#### Work item
Look for "impl" in the records and copy every line that has it.
#####
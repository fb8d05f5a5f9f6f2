use crate::error::{KpiEngineError, Result};
use serde::{Deserialize, Serialize};

/// Tunable thresholds for the normalization pipeline.
///
/// Every field has a default, so a partial JSON document (or `{}`) is a valid
/// configuration.
#[derive(Debug, Clone, PartialEq, Serialize, Deserialize)]
#[serde(default)]
pub struct EngineConfig {
    /// Ceiling applied by the finance rules when runway is first computed.
    pub technical_runway_cap_months: f64,
    /// Tighter ceiling applied by the sanity post-processor.
    pub sanity_runway_cap_months: f64,
    /// Growth series with a standard deviation above this (in percent points) is volatile.
    pub growth_volatility_stddev: f64,
    /// Month-over-month MRR change (percent) that breaks an observed ARR window.
    pub structural_break_pct: f64,
    /// Number of trailing months averaged for an observed ARR.
    pub arr_observed_window: usize,
    /// Negative net-cash-flow periods needed before a zero burn is distrusted.
    pub min_negative_periods: usize,
    /// Negative periods needed before the burn proxy uses the median.
    pub median_min_periods: usize,
    /// Consecutive rows without a period marker that end the data region.
    pub max_consecutive_blank_periods: usize,
}

impl Default for EngineConfig {
    fn default() -> Self {
        Self {
            technical_runway_cap_months: 999.0,
            sanity_runway_cap_months: 36.0,
            growth_volatility_stddev: 15.0,
            structural_break_pct: 50.0,
            arr_observed_window: 3,
            min_negative_periods: 2,
            median_min_periods: 3,
            max_consecutive_blank_periods: 2,
        }
    }
}

impl EngineConfig {
    pub fn from_json_str(json: &str) -> Result<Self> {
        let config: EngineConfig = serde_json::from_str(json)?;
        config.validate()?;
        Ok(config)
    }

    pub fn validate(&self) -> Result<()> {
        if !(self.sanity_runway_cap_months > 0.0) {
            return Err(KpiEngineError::InvalidConfig(format!(
                "sanity_runway_cap_months must be positive, got {}",
                self.sanity_runway_cap_months
            )));
        }

        if self.technical_runway_cap_months < self.sanity_runway_cap_months {
            return Err(KpiEngineError::InvalidConfig(format!(
                "technical_runway_cap_months ({}) must not be below sanity_runway_cap_months ({})",
                self.technical_runway_cap_months, self.sanity_runway_cap_months
            )));
        }

        if !(self.growth_volatility_stddev >= 0.0) {
            return Err(KpiEngineError::InvalidConfig(format!(
                "growth_volatility_stddev must be non-negative, got {}",
                self.growth_volatility_stddev
            )));
        }

        if !(self.structural_break_pct > 0.0) {
            return Err(KpiEngineError::InvalidConfig(format!(
                "structural_break_pct must be positive, got {}",
                self.structural_break_pct
            )));
        }

        if self.arr_observed_window < 2 {
            return Err(KpiEngineError::InvalidConfig(format!(
                "arr_observed_window must be at least 2, got {}",
                self.arr_observed_window
            )));
        }

        if self.min_negative_periods == 0 || self.median_min_periods == 0 {
            return Err(KpiEngineError::InvalidConfig(
                "min_negative_periods and median_min_periods must be at least 1".to_string(),
            ));
        }

        if self.max_consecutive_blank_periods == 0 {
            return Err(KpiEngineError::InvalidConfig(
                "max_consecutive_blank_periods must be at least 1".to_string(),
            ));
        }

        Ok(())
    }
}
use crate::config::EngineConfig;
use crate::finance_rules::apply_to_row;
use crate::schema::{Confidence, FieldName, KpiSnapshot, KpiSource, KpiStatus, KpiValue, PeriodRow};
use crate::utils::is_consecutive_month;
use chrono::{DateTime, Utc};
use log::debug;

/// Month-over-month growth in percent. `None` unless the prior month is positive.
pub fn growth_pct(current: f64, prior: f64) -> Option<f64> {
    if prior > 0.0 && current.is_finite() {
        Some((current - prior) / prior * 100.0)
    } else {
        None
    }
}

/// Fills unknown fields of one period from the known ones.
///
/// Values that already exist are never overwritten. Every filled field is
/// recorded in `derived`. ARR is only a `mrr × 12` placeholder here; the
/// series-level ARR classification replaces it later.
pub fn fill_gaps(row: &PeriodRow, prior_mrr: Option<f64>, config: &EngineConfig) -> PeriodRow {
    let mut out = row.clone();

    if out.get(FieldName::Mrr).is_none() {
        if let Some(arr) = out.get(FieldName::Arr) {
            fill(&mut out, FieldName::Mrr, arr / 12.0);
        }
    }

    if out.get(FieldName::Arr).is_none() {
        if let Some(mrr) = out.get(FieldName::Mrr) {
            fill(&mut out, FieldName::Arr, mrr * 12.0);
        }
    }

    if out.get(FieldName::MrrGrowthMom).is_none() {
        if let (Some(mrr), Some(prior)) = (out.get(FieldName::Mrr), prior_mrr) {
            if let Some(growth) = growth_pct(mrr, prior) {
                fill(&mut out, FieldName::MrrGrowthMom, growth);
            }
        }
    }

    if out.get(FieldName::BurnRate).is_none() && out.net_cash_flow.is_none() {
        if let (Some(cash), Some(runway)) = (
            out.get(FieldName::CashBalance),
            out.get(FieldName::RunwayMonths),
        ) {
            if cash > 0.0 && runway > 0.0 {
                fill(&mut out, FieldName::BurnRate, cash / runway);
            }
        }
    }

    apply_to_row(&mut out, config);
    out
}

fn fill(row: &mut PeriodRow, field: FieldName, value: f64) {
    debug!("{}: derived {} = {:.2}", row.period_date, field, value);
    row.set(field, Some(value));
    row.derived.insert(field);
}

/// Runs `fill_gaps` over a chronologically sorted series, feeding each row
/// the MRR of the immediately preceding calendar month.
pub fn fill_series(rows: &[PeriodRow], config: &EngineConfig) -> Vec<PeriodRow> {
    let mut out: Vec<PeriodRow> = Vec::with_capacity(rows.len());
    for row in rows {
        let prior_mrr = out
            .last()
            .filter(|prev| is_consecutive_month(prev.period_date, row.period_date))
            .and_then(|prev| prev.get(FieldName::Mrr));
        out.push(fill_gaps(row, prior_mrr, config));
    }
    out
}

/// Recomputes growth on merged snapshots whose growth was not reported,
/// so it reflects the MRR that actually won the merge.
pub fn refresh_series_growth(snapshots: &mut [KpiSnapshot], updated_at: DateTime<Utc>) {
    for idx in 1..snapshots.len() {
        let (before, after) = snapshots.split_at_mut(idx);
        let prev = &before[idx - 1];
        let current = &mut after[0];

        if !is_consecutive_month(prev.period_date, current.period_date) {
            continue;
        }
        if current
            .kpi(FieldName::MrrGrowthMom)
            .map(|k| k.is_reported())
            .unwrap_or(false)
        {
            continue;
        }

        let (Some(mrr), Some(prior)) = (current.value(FieldName::Mrr), prev.value(FieldName::Mrr))
        else {
            continue;
        };

        if let Some(growth) = growth_pct(mrr, prior) {
            current.kpis.insert(
                FieldName::MrrGrowthMom,
                KpiValue {
                    value: Some(growth),
                    source: KpiSource::Computed,
                    updated_at: Some(updated_at),
                    status: Some(KpiStatus::Derived),
                    label: None,
                    confidence: Some(Confidence::Medium),
                },
            );
        }
    }
}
#####
#### Exercise result
impl Default for EngineConfig {
impl EngineConfig {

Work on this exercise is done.